ATHENS – Last week UGA athletics did something that, given the proximity to the season, struck more than a few of its constituents as quite remarkable: It let fans know that football season tickets were still available.
That wasn’t all. UGA also reduced the buy-in minimum for fans who wanted to renew their tickets.
It worked. The remaining season tickets, about 600 total, were lapped up within days by Bulldog fans. That amounted to 55,000 out of 92,000-plus seats for each game at Sanford Stadium in 2017.
Still, the lag time and the reduction in renewal requirement would indicate that Georgia’s home schedule, and perhaps some other factors, had an effect.
Georgia has six home games this year and none of the opponents are projected top 25 teams: Appalachian State (Sept. 2), Samford (Sept. 16), Mississippi State (23), Missouri (Oct. 14), South Carolina (Nov. 4) and Kentucky (Nov. 18).

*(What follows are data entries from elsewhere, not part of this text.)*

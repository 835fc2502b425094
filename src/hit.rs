//! Hit-testing for notes, connectors, and their editing handles.
//!
//! All queries take world-space points; tolerances are given in screen pixels
//! and converted through the camera, so targets stay the same apparent size
//! at every zoom. Overlap ties go to the topmost object (last in draw order).

#[cfg(test)]
#[path = "hit_test.rs"]
mod hit_test;

use crate::camera::{Camera, WorldPoint};
use crate::consts::{CONNECTOR_HIT_PX, HANDLE_RADIUS_PX};
use crate::doc::{ConnectionId, DocLayout, NoteConnection, NoteId, NoteStore, PageId, StickyNote};
use crate::geom::{self, WorldRect};

/// Topmost note whose body contains `p`.
#[must_use]
pub fn note_at(store: &NoteStore, page: PageId, p: WorldPoint) -> Option<NoteId> {
    store
        .notes(page)
        .iter()
        .rev()
        .find(|n| n.rect().contains(p))
        .map(|n| n.id)
}

/// World position of a note's link handle, at the midpoint of its right edge.
#[must_use]
pub fn link_handle_pos(note: &StickyNote) -> WorldPoint {
    let r = note.rect();
    WorldPoint::new(r.x + r.w, r.y + r.h * 0.5)
}

/// Topmost note whose link handle is under `p`.
#[must_use]
pub fn link_handle_at(
    store: &NoteStore,
    page: PageId,
    camera: &Camera,
    p: WorldPoint,
) -> Option<NoteId> {
    let radius = camera.screen_dist_to_world(HANDLE_RADIUS_PX);
    let r_sq = radius * radius;
    store
        .notes(page)
        .iter()
        .rev()
        .find(|n| geom::dist_sq(link_handle_pos(n), p) <= r_sq)
        .map(|n| n.id)
}

/// Resolved polyline for a connector, following the live note centers.
///
/// `None` when either endpoint note no longer exists on the page.
#[must_use]
pub fn connection_route(
    store: &NoteStore,
    page: PageId,
    conn: &NoteConnection,
) -> Option<Vec<WorldPoint>> {
    let start = store.note_center(page, conn.source)?;
    let end = store.note_center(page, conn.target)?;
    Some(geom::route_points(conn.style, start, &conn.control_points, end))
}

/// Topmost connector whose routed line passes under `p`.
#[must_use]
pub fn connection_at(
    store: &NoteStore,
    page: PageId,
    camera: &Camera,
    p: WorldPoint,
) -> Option<ConnectionId> {
    let tolerance = camera.screen_dist_to_world(CONNECTOR_HIT_PX);
    store
        .connections(page)
        .iter()
        .rev()
        .find(|c| {
            connection_route(store, page, c)
                .is_some_and(|route| geom::polyline_hit(&route, p, tolerance))
        })
        .map(|c| c.id)
}

/// Index of the connector control point under `p`, if any.
#[must_use]
pub fn connection_point_at(conn: &NoteConnection, camera: &Camera, p: WorldPoint) -> Option<usize> {
    point_index_at(&conn.control_points, camera, p)
}

/// Resolved polyline for a note's anchor link, from the note center through
/// its waypoints to the anchored document position.
///
/// `None` when the note has no anchor or no document is loaded.
#[must_use]
pub fn anchor_route(note: &StickyNote, layout: Option<DocLayout>) -> Option<Vec<WorldPoint>> {
    let layout = layout?;
    let anchor = note.anchor?;
    Some(geom::route_points(
        note.connection_style,
        note.center(),
        &note.anchor_points,
        layout.anchor_pos(anchor),
    ))
}

/// Topmost note whose anchor link passes under `p`.
#[must_use]
pub fn anchor_link_at(
    store: &NoteStore,
    page: PageId,
    layout: Option<DocLayout>,
    camera: &Camera,
    p: WorldPoint,
) -> Option<NoteId> {
    let tolerance = camera.screen_dist_to_world(CONNECTOR_HIT_PX);
    store
        .notes(page)
        .iter()
        .rev()
        .find(|n| anchor_route(n, layout).is_some_and(|route| geom::polyline_hit(&route, p, tolerance)))
        .map(|n| n.id)
}

/// Index of the anchor-link waypoint of `note` under `p`, if any.
#[must_use]
pub fn anchor_point_at(note: &StickyNote, camera: &Camera, p: WorldPoint) -> Option<usize> {
    point_index_at(&note.anchor_points, camera, p)
}

/// Whether `p` is on the document end of `note`'s anchor link.
#[must_use]
pub fn anchor_end_at(
    note: &StickyNote,
    layout: Option<DocLayout>,
    camera: &Camera,
    p: WorldPoint,
) -> bool {
    let (Some(layout), Some(anchor)) = (layout, note.anchor) else {
        return false;
    };
    let radius = camera.screen_dist_to_world(HANDLE_RADIUS_PX);
    geom::dist_sq(layout.anchor_pos(anchor), p) <= radius * radius
}

/// Ids of every note whose bounds intersect `rect`, in draw order.
#[must_use]
pub fn notes_in_rect(store: &NoteStore, page: PageId, rect: WorldRect) -> Vec<NoteId> {
    store
        .notes(page)
        .iter()
        .filter(|n| n.rect().intersects(rect))
        .map(|n| n.id)
        .collect()
}

fn point_index_at(points: &[WorldPoint], camera: &Camera, p: WorldPoint) -> Option<usize> {
    let radius = camera.screen_dist_to_world(HANDLE_RADIUS_PX);
    let r_sq = radius * radius;
    points.iter().position(|cp| geom::dist_sq(*cp, p) <= r_sq)
}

“That could be part of that; I don’t know what the full cause is,” said Tim Cearley, UGA associate athletic director for tickets. “But, yes, we were thankfully able to meet all the Hartman Fund demand anyway. We didn’t turn any donors away. (And) the bigger takeaway is we have sold out. That’s encouraging.”
The Hartman Fund is the vehicle through which donors can buy season tickets. The donation gives one the right to then purchase season tickets. And the more you contribute the better your seats tend to be.
This year donors with at least 550 priority points (a point for every dollar donation) who contributed at least $275 per seat last year can automatically renew their tickets.
That’s drastically lower than last year ($1,201 points who contributed at least $250 per seat).
Another factor may have been the Bulldogs coming off an 8-5 record, which head coach Kirby Smart acknowledged was “disappointing.”
Ticket prices also increased this year: The face-value cost of a ticket rises to $50, up from $45 last year and $40 in 2015, where the price had been since 2008. And the required donation to the Hartman fund has also increased in 2017.
Finally, there’s also what pro and college teams are facing nationwide: The difference between the game experience and at home. In Georgia’s case, many fans have complained about the state of the bathrooms at Sanford Stadium, which led the athletics department to say it will take action.
So UGA sent out the e-mail last Thursday saying that season tickets were available, first to Hartman Fund donors, and then to the public. Over what Cearly said was two or three days, all the season tickets were purchased.
In fact, Cearley said that the only remaining tickets to be sold by UGA would be returns from other schools.
That doesn’t include the secondary market, such as Stub-Hub, where tickets are still available and usually are.
“In terms of us coming through and delivering through on the season ticket end, we’ve come through with that process,” Cearley said.
Georgia sold out every home game last year, the first with Kirby Smart as head coach, It finished ninth nationally and fifth in the SEC with an average attendance of 92,746. In addition to it being beginning of the Smart and Jacob Eason era, there were home games against Auburn, Georgia Tech and Tennessee.